Qui est «va-t-en guerre»?
Plusieurs voix d’élèvent pour souligner les risques que la France fait courir à la paix en poussant au réarmement de l’Europe. C’est un contresens.

Laissons tout de suite de côté la cinquième colonne poutinienne – le RN et LFI – qui jouent les sages en s’inquiétant des risques de guerre mais qui n’ont d’autre objectif que de détruire l’Union européenne et de laisser le champ libre à Poutine. Répondons plutôt, calmement, à tous ceux qui redoutent un engrenage fatal, lequel conduirait, avec les meilleures intentions du monde, les nations d’Europe à déclencher un conflit incontrôlable susceptible de mener au pire.
Après tout, la chose s’est déjà vue dans l’histoire, quand des gouvernants somnambules ont conduit le continent à l’abîme, comme pendant l’été 1914. Ainsi le dit avec talent, dans le Figaro, Jean-Marie Rouart, écrivain cultivé et subtil : « n’est-il pas irresponsable de jouer avec la troisième guerre mondiale ? Le jeu des alliances par effet de domino a montré tout à long du XXe siècle le risque qu’il y avait à se laisser entraîner dans des conflits qui ont abouti non seulement à la destruction de l’Europe, mais à la quasi-ruine des pays qui la composent. Est-ce donc l’exemple à suivre ? »

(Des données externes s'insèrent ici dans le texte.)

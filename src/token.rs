// SPDX-License-Identifier: MIT
// Copyright 2026 Roland Dreier <roland@rolandd.dev>

//! Bearer token codec.
//!
//! Tokens are decoded without signature verification: the client only needs
//! the expiry claims to schedule refreshes. The server remains the authority
//! on whether a token is accepted.

use crate::error::SessionError;
use base64::{
    engine::general_purpose::{STANDARD_NO_PAD, URL_SAFE_NO_PAD},
    Engine as _,
};
use serde_json::Value;

const BEARER_SCHEME: &str = "bearer";

/// Expiry-related claims carried in a token payload.
#[derive(Debug, Clone, Copy, Default, PartialEq, Eq)]
pub struct Claims {
    /// Expiration time (Unix timestamp, seconds)
    pub exp: Option<i64>,
    /// Issued at (Unix timestamp, seconds)
    pub iat: Option<i64>,
}

impl Claims {
    /// Expiry in epoch milliseconds, if the token expires at all.
    pub fn expires_at_millis(&self) -> Option<i64> {
        self.exp.map(|exp| exp.saturating_mul(1000))
    }

    /// Whether the claims are still valid at `now_ms`.
    ///
    /// A token without `exp` never expires. Equal-to-now counts as expired.
    pub fn is_valid_at(&self, now_ms: i64) -> bool {
        match self.expires_at_millis() {
            Some(exp_ms) => exp_ms > now_ms,
            None => true,
        }
    }
}

/// Strip an optional authorization-scheme prefix and surrounding whitespace.
///
/// Every read of a stored token and every outbound attach goes through here.
pub fn normalize(raw: &str) -> &str {
    let trimmed = raw.trim();
    match trimmed.split_once(char::is_whitespace) {
        Some((scheme, rest)) if scheme.eq_ignore_ascii_case(BEARER_SCHEME) => rest.trim_start(),
        _ => trimmed,
    }
}

/// Whether a token has the three non-empty dot-separated segments.
pub fn is_well_formed(raw: &str) -> bool {
    segments(normalize(raw)).is_some()
}

/// Return the normalized token if it is well formed, `None` otherwise.
pub fn sanitize(raw: &str) -> Option<String> {
    let token = normalize(raw);
    segments(token).map(|_| token.to_string())
}

/// Value for an `Authorization` header, or `None` for an unusable token.
pub fn bearer_header(raw: &str) -> Option<String> {
    sanitize(raw).map(|token| format!("Bearer {token}"))
}

/// Decode the claims carried in a token's payload segment.
pub fn decode(raw: &str) -> Result<Claims, SessionError> {
    let token = normalize(raw);
    let [_, payload, _] = segments(token).ok_or(SessionError::MalformedToken)?;

    let bytes = decode_segment(payload).ok_or(SessionError::MalformedToken)?;
    let value: Value = serde_json::from_slice(&bytes).map_err(|_| SessionError::MalformedToken)?;
    let object = value.as_object().ok_or(SessionError::MalformedToken)?;

    Ok(Claims {
        exp: object.get("exp").and_then(numeric_claim),
        iat: object.get("iat").and_then(numeric_claim),
    })
}

/// Whether a token is usable at `now_ms`. Malformed tokens are never valid.
pub fn is_valid(raw: &str, now_ms: i64) -> bool {
    decode(raw).is_ok_and(|claims| claims.is_valid_at(now_ms))
}

fn segments(token: &str) -> Option<[&str; 3]> {
    let mut parts = token.split('.');
    let header = parts.next()?;
    let payload = parts.next()?;
    let signature = parts.next()?;

    if parts.next().is_some() || [header, payload, signature].iter().any(|s| s.is_empty()) {
        return None;
    }

    Some([header, payload, signature])
}

fn decode_segment(segment: &str) -> Option<Vec<u8>> {
    let unpadded = segment.trim_end_matches('=');
    URL_SAFE_NO_PAD
        .decode(unpadded)
        .or_else(|_| STANDARD_NO_PAD.decode(unpadded))
        .ok()
}

fn numeric_claim(value: &Value) -> Option<i64> {
    value
        .as_i64()
        .or_else(|| value.as_f64().map(|f| f.floor() as i64))
}

#[cfg(test)]
mod tests {
    use super::*;

    fn token_with_payload(payload: &str) -> String {
        format!(
            "{}.{}.sig",
            URL_SAFE_NO_PAD.encode(r#"{"alg":"HS256","typ":"JWT"}"#),
            URL_SAFE_NO_PAD.encode(payload)
        )
    }

    #[test]
    fn normalize_strips_scheme() {
        assert_eq!(normalize("Bearer a.b.c"), "a.b.c");
        assert_eq!(normalize("bearer   a.b.c "), "a.b.c");
        assert_eq!(normalize("a.b.c"), "a.b.c");
        assert_eq!(normalize("Basic a.b.c"), "Basic a.b.c");
    }

    #[test]
    fn decode_reads_exp_and_iat() {
        let token = token_with_payload(r#"{"sub":"42","exp":2000,"iat":1000}"#);
        let claims = decode(&token).unwrap();
        assert_eq!(claims.exp, Some(2000));
        assert_eq!(claims.iat, Some(1000));

        let prefixed = format!("Bearer {token}");
        assert_eq!(decode(&prefixed).unwrap(), claims);
    }

    #[test]
    fn decode_rejects_bad_shapes() {
        assert!(matches!(decode("abc"), Err(SessionError::MalformedToken)));
        assert!(matches!(decode("a..c"), Err(SessionError::MalformedToken)));
        assert!(matches!(decode("a.b.c.d"), Err(SessionError::MalformedToken)));
        assert!(matches!(
            decode("a.!!!notbase64.c"),
            Err(SessionError::MalformedToken)
        ));

        let not_json = format!("a.{}.c", URL_SAFE_NO_PAD.encode("hello"));
        assert!(matches!(decode(&not_json), Err(SessionError::MalformedToken)));

        let not_object = token_with_payload("[1,2]");
        assert!(matches!(
            decode(&not_object),
            Err(SessionError::MalformedToken)
        ));
    }

    #[test]
    fn padded_payload_is_accepted() {
        let payload = base64::engine::general_purpose::URL_SAFE.encode(r#"{"exp":1}"#);
        let token = format!("h.{payload}.s");
        assert_eq!(decode(&token).unwrap().exp, Some(1));
    }

    #[test]
    fn validity_follows_exp() {
        let now_ms = 1_700_000_000_000;
        let past = token_with_payload(r#"{"exp":1699999999}"#);
        let future = token_with_payload(r#"{"exp":1700000001}"#);
        let exact = token_with_payload(r#"{"exp":1700000000}"#);
        let forever = token_with_payload(r#"{"sub":"1"}"#);

        assert!(!is_valid(&past, now_ms));
        assert!(is_valid(&future, now_ms));
        assert!(!is_valid(&exact, now_ms));
        assert!(is_valid(&forever, now_ms));
        assert!(!is_valid("garbage", now_ms));
    }

    #[test]
    fn bearer_header_requires_shape() {
        assert_eq!(bearer_header("bearer a.b.c").as_deref(), Some("Bearer a.b.c"));
        assert_eq!(bearer_header("not-a-token"), None);
        assert_eq!(bearer_header(""), None);
    }
}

D’abord une remarque, qui montre la différence essentielle entre la situation actuelle et ses précédents guerriers. Depuis des lustres, nul dirigeant européen n’a voulu de guerre et tous, issus de démocraties pacifiques, l’envisagent avec effroi. Au contraire, la doxa d’une certaine droite veut que la vieille Europe se soit endormie dans une sécurité trompeuse, persuadée que la guerre avait disparu du continent et que le parapluie américain, en tout état de cause, la protégeait de toute agression militaire.
Aucun dirigeant européen n’a jamais imaginé un instant qu’il serait souhaitable d’attaquer la Russie. Personne n’avait songé, avant l’Ukraine, à organiser une quelconque opération armée pour contrer les ambitions de Poutine. Personne, a fortiori, n’a eu l’idée saugrenue et absurde de chausser les bottes de Napoléon pour franchir le Niémen avec la Grande Armée européenne, ni de monter une catastrophique « opération Barbarossa » pour abattre le poutinisme. Personne, enfin, ne manifeste dans les rues en criant « à Moscou ! » comme on criait jadis « à Berlin ! »
Contrairement à ce que clame la propagande russe, l’OTAN, que Poutine et ses idiots utiles accusent de volonté belliciste, s’en est tenue depuis le début à une posture strictement défensive. Les Européens et les Américains pré-Trump se sont contentés – plus ou moins mollement – de soutenir les peuples de l’ancien empire soviétique dans leur volonté d’indépendance. Serait-ce un crime contre la paix ?
C’est l’offensive de grand style lancée par les armées russes contre l’Ukraine qui a provoqué le réveil des gouvernements européens, jusque-là fort pusillanimes et préoccupés surtout d’affaires sociales ou économiques. Une fois cette guerre entamée par le pouvoir russe, l’Europe a réagi, contrainte et forcée, souvent avec un retard dommageable, rassurée seulement par le soutien américain qui aujourd’hui lui fait défaut.
Bellicistes, ceux qui veulent résister ? Au vrai, quand on parle de contrer Poutine, on ne parle pas d’attaquer la Russie (fort heureusement). On veut organiser une défense préventive. D’abord en refusant d’abandonner le peuple ukrainien à son sort, qui serait cruel et désastreux si l’Europe manquait à ses devoirs d’allié. En suite en construisant une défense désormais autonome par nécessité, puisque Trump fait défaut. Déclarer la guerre ? Il n’en a jamais été question. Il s’agit seulement de reconnaître que l’accroissement incessant de l’arsenal militaire russe, les attaques obliques dirigées contre les démocraties de l’ouest, la rhétorique agressivement impériale de Poutine, constituent une menace qu’il faut prendre en compte. On s’inquiète de velléités guerrières en Europe de l’Ouest. Mais en l’occurrence, en démarquant une formule fameuse de François Mitterrand, il se trouve que les pacifistes, les « sages » et les « réalistes » sont à l’ouest, tandis que les plans d’invasion appuyés sur les chars, les avions, les drones et les missiles sont à l’est.